Premières ouvertures

Un grand écrivain, un talent méconnu à cause de son engagement politique s’est admirablement exprimé sur ce sujet. Ce grand spécialiste de Balzac, dont l’humour caustique orna pendant plus d’une cinquantaine d’années la «une» de L’humanité, avait imaginé un brillant discours qu’il prononcerait en cas de son élection tout aussi imaginaire à la très respectable Académie française.

André Wurmser (c’est de lui qu’il s’agit) explique dans un style très brillant les raisons pour lesquelles il ne sera jamais élu à l’institution créée par le ministre Richelieu: celle qui a fermé ses portes à des écrivains de talent comme Charles Baudelaire ou André Stil, tourné le dos à tous ceux qui ont l’esprit frondeur.

André Wurmser, dans son discours imaginaire de récipiendaire, démontrait que cette vénérable maison qui abrite des dinosaures nés pour la plupart sous la IIIe République, n’accepterait jamais sous le bicorne les pourfendeurs du capital et les défenseurs de la classe qui sue. Il affirmait que l’Académie française serait plutôt du côté de M.Thiers que de celui des Fédérés. On raconte même que l’éminent écrivain libanais Amin Malouf aurait été écarté de l’immortalité à cause d’une pétition qu’il aurait signée alors que d’autres, par prudence, ont évité d’y mettre leur griffe.

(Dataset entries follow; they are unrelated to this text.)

// src/db/memory.rs
//
// Banco local em memória: mesmas operações do gateway SQL, sem servidor.
// Usado para simular lojas inteiras nos testes de ponta a ponta.

use std::{
    collections::BTreeMap,
    sync::{
        atomic::{AtomicBool, AtomicUsize, Ordering},
        Mutex,
    },
};

use async_trait::async_trait;
use rust_decimal::Decimal;
use serde_json::Value;

use crate::{
    common::error::AppError,
    db::{consulta::TabelaConsulta, CampoConsulta, LocalDatabase},
    models::{cliente::SaldoConvenio, produto::Produto},
};

#[derive(Default)]
pub struct MemoryDatabase {
    produtos: Mutex<BTreeMap<String, Produto>>,
    convenios: Mutex<Vec<SaldoConvenio>>,
    leituras: AtomicUsize,
    falhar_escritas: AtomicBool,
}

impl MemoryDatabase {
    pub fn new() -> Self {
        Self::default()
    }

    pub fn com_produtos(produtos: impl IntoIterator<Item = Produto>) -> Self {
        let db = Self::default();
        if let Ok(mut mapa) = db.produtos.lock() {
            for p in produtos {
                mapa.insert(p.codigo.clone(), p);
            }
        }
        db
    }

    pub fn adicionar_convenio(&self, saldo: SaldoConvenio) {
        if let Ok(mut lista) = self.convenios.lock() {
            lista.push(saldo);
        }
    }

    /// Leitura direta, sem contar como operação do gateway.
    pub fn produto(&self, codigo: &str) -> Option<Produto> {
        self.produtos.lock().ok()?.get(codigo).cloned()
    }

    /// Quantas leituras passaram pelo gateway.
    pub fn leituras(&self) -> usize {
        self.leituras.load(Ordering::SeqCst)
    }

    /// Faz toda escrita seguinte falhar como se o driver tivesse caído.
    pub fn falhar_escritas(&self, falhar: bool) {
        self.falhar_escritas.store(falhar, Ordering::SeqCst);
    }

    fn ler(&self) {
        self.leituras.fetch_add(1, Ordering::SeqCst);
    }

    fn escrever(&self) -> Result<(), AppError> {
        if self.falhar_escritas.load(Ordering::SeqCst) {
            return Err(AppError::DatabaseError(sqlx::Error::PoolTimedOut));
        }
        Ok(())
    }

    fn trava_produtos(
        &self,
    ) -> Result<std::sync::MutexGuard<'_, BTreeMap<String, Produto>>, AppError> {
        self.produtos
            .lock()
            .map_err(|_| AppError::InternalServerError(anyhow::anyhow!("banco em memória envenenado")))
    }
}

fn contem(texto: &str, termo: &str) -> bool {
    texto.to_lowercase().contains(&termo.trim().to_lowercase())
}

#[async_trait]
impl LocalDatabase for MemoryDatabase {
    async fn buscar_produtos(
        &self,
        termo: &str,
        somente_com_estoque: bool,
    ) -> Result<Vec<Produto>, AppError> {
        self.ler();
        let termo_exato = termo.trim();
        let mut encontrados: Vec<Produto> = self
            .trava_produtos()?
            .values()
            .filter(|p| {
                contem(&p.produto, termo)
                    || p.codigo == termo_exato
                    || p.codbarra.as_deref() == Some(termo_exato)
            })
            .filter(|p| !somente_com_estoque || p.estoque_atual > Decimal::ZERO)
            .cloned()
            .collect();
        encontrados.sort_by(|a, b| a.produto.cmp(&b.produto));
        Ok(encontrados)
    }

    async fn buscar_produto(&self, codigo: &str) -> Result<Option<Produto>, AppError> {
        self.ler();
        Ok(self.trava_produtos()?.get(codigo).cloned())
    }

    async fn produto_existe(&self, codigo: &str) -> Result<bool, AppError> {
        self.ler();
        Ok(self.trava_produtos()?.contains_key(codigo))
    }

    async fn atualizar_estoque(
        &self,
        codigo: &str,
        quantidade: Decimal,
        _usuario: &str,
    ) -> Result<(), AppError> {
        self.escrever()?;
        let mut produtos = self.trava_produtos()?;
        let produto = produtos.get_mut(codigo).ok_or(AppError::ProductNotFound)?;
        produto.estoque_atual = quantidade;
        Ok(())
    }

    async fn inserir_produto(&self, produto: &Produto, _usuario: &str) -> Result<(), AppError> {
        self.escrever()?;
        let mut produtos = self.trava_produtos()?;
        if produtos.contains_key(&produto.codigo) {
            return Err(AppError::ProductAlreadyExists(produto.codigo.clone()));
        }
        produtos.insert(produto.codigo.clone(), produto.clone());
        Ok(())
    }

    async fn saldo_convenio(&self, termo: &str) -> Result<Vec<SaldoConvenio>, AppError> {
        self.ler();
        let lista = self
            .convenios
            .lock()
            .map_err(|_| AppError::InternalServerError(anyhow::anyhow!("banco em memória envenenado")))?;
        Ok(lista
            .iter()
            .filter(|c| contem(&c.nome, termo) || c.codigo == termo.trim())
            .cloned()
            .collect())
    }

    async fn consulta_generica(
        &self,
        campo: CampoConsulta,
        valor: &str,
    ) -> Result<Vec<Value>, AppError> {
        self.ler();
        let valor = valor.trim();
        let linhas: Vec<Value> = match campo.tabela() {
            TabelaConsulta::Produtos => self
                .trava_produtos()?
                .values()
                .filter(|p| match campo {
                    CampoConsulta::ProdutoCodigo => p.codigo == valor,
                    CampoConsulta::ProdutoNome => contem(&p.produto, valor),
                    _ => p.codbarra.as_deref() == Some(valor),
                })
                .filter_map(|p| serde_json::to_value(p).ok())
                .collect(),
            TabelaConsulta::Clientes => self
                .convenios
                .lock()
                .map_err(|_| {
                    AppError::InternalServerError(anyhow::anyhow!("banco em memória envenenado"))
                })?
                .iter()
                .filter(|c| match campo {
                    CampoConsulta::ClienteCodigo => c.codigo == valor,
                    CampoConsulta::ClienteNome => contem(&c.nome, valor),
                    // O saldo agregado não carrega CPF.
                    _ => false,
                })
                .filter_map(|c| serde_json::to_value(c).ok())
                .collect(),
        };
        Ok(linhas)
    }
}

#[cfg(test)]
mod tests {
    use super::*;

    fn produto(codigo: &str, nome: &str, estoque: i64) -> Produto {
        Produto {
            codigo: codigo.into(),
            produto: nome.into(),
            codbarra: Some(format!("789{}", codigo)),
            unidade: None,
            estoque_atual: Decimal::from(estoque),
            preco_custo: Decimal::ZERO,
            preco_venda: Decimal::ZERO,
        }
    }

    #[tokio::test]
    async fn search_matches_name_code_and_barcode() {
        let db = MemoryDatabase::com_produtos([
            produto("1", "ASPIRINA 500MG", 5),
            produto("2", "ASPIRINA INFANTIL", 0),
            produto("3", "GAZE", 10),
        ]);

        assert_eq!(db.buscar_produtos("aspirina", false).await.unwrap().len(), 2);
        assert_eq!(db.buscar_produtos("aspirina", true).await.unwrap().len(), 1);
        assert_eq!(db.buscar_produtos("3", false).await.unwrap()[0].produto, "GAZE");
        assert_eq!(db.buscar_produtos("7893", false).await.unwrap()[0].codigo, "3");
        assert_eq!(db.leituras(), 4);
    }

    #[tokio::test]
    async fn failing_writes_surface_as_database_errors() {
        let db = MemoryDatabase::com_produtos([produto("1", "GAZE", 1)]);
        db.falhar_escritas(true);

        let err = db.atualizar_estoque("1", Decimal::ZERO, "1").await.unwrap_err();
        assert!(matches!(err, AppError::DatabaseError(_)));
        assert_eq!(db.produto("1").unwrap().estoque_atual, Decimal::ONE);
    }
}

Cette institution, plusieurs fois centenaire, où a bâillé d’ennui le grand Clemenceau, est la gardienne vigilante de la grammaire et de la langue française contre une modeste indemnité, une notoriété toujours enviée et une immortalité qui reste à démontrer (de grands écrivains qui sont passés par là sont maintenant oubliés ou peu lus -, qui se souvient de Jean Richepin?) Les immortels qui l’habitent sont tenus de donner des cartes de séjour aux mots immigrés clandestins venus s’installer chez Molière: attention, c’est au cas par cas.

Les mots non désirables sont reconduits à la frontière et expulsés sans autre forme de procès. C’est certainement pour lutter contre la dictature de cette citadelle du conservatisme que les généreux frères Goncourt ont créé le prix qui porte leur nom et l’Académie chargée de distinguer les écrivains de talent et de progrès. Le prix Goncourt fait exploser les ventes en librairie.

C’est avec une certaine fierté que l’on apprend qu’elle offre un fauteuil à un écrivain maghrébin très populaire, peintre de destins modestes, Tahar Ben Jelloun. Ainsi la maison des Goncourt qui a distingué de grandes personnalités comme Malraux, répond à sa manière à l’Académie française qui a hébergé Assia Djebbar.

Un sacré doublé pour le Maghreb des plumes francophones!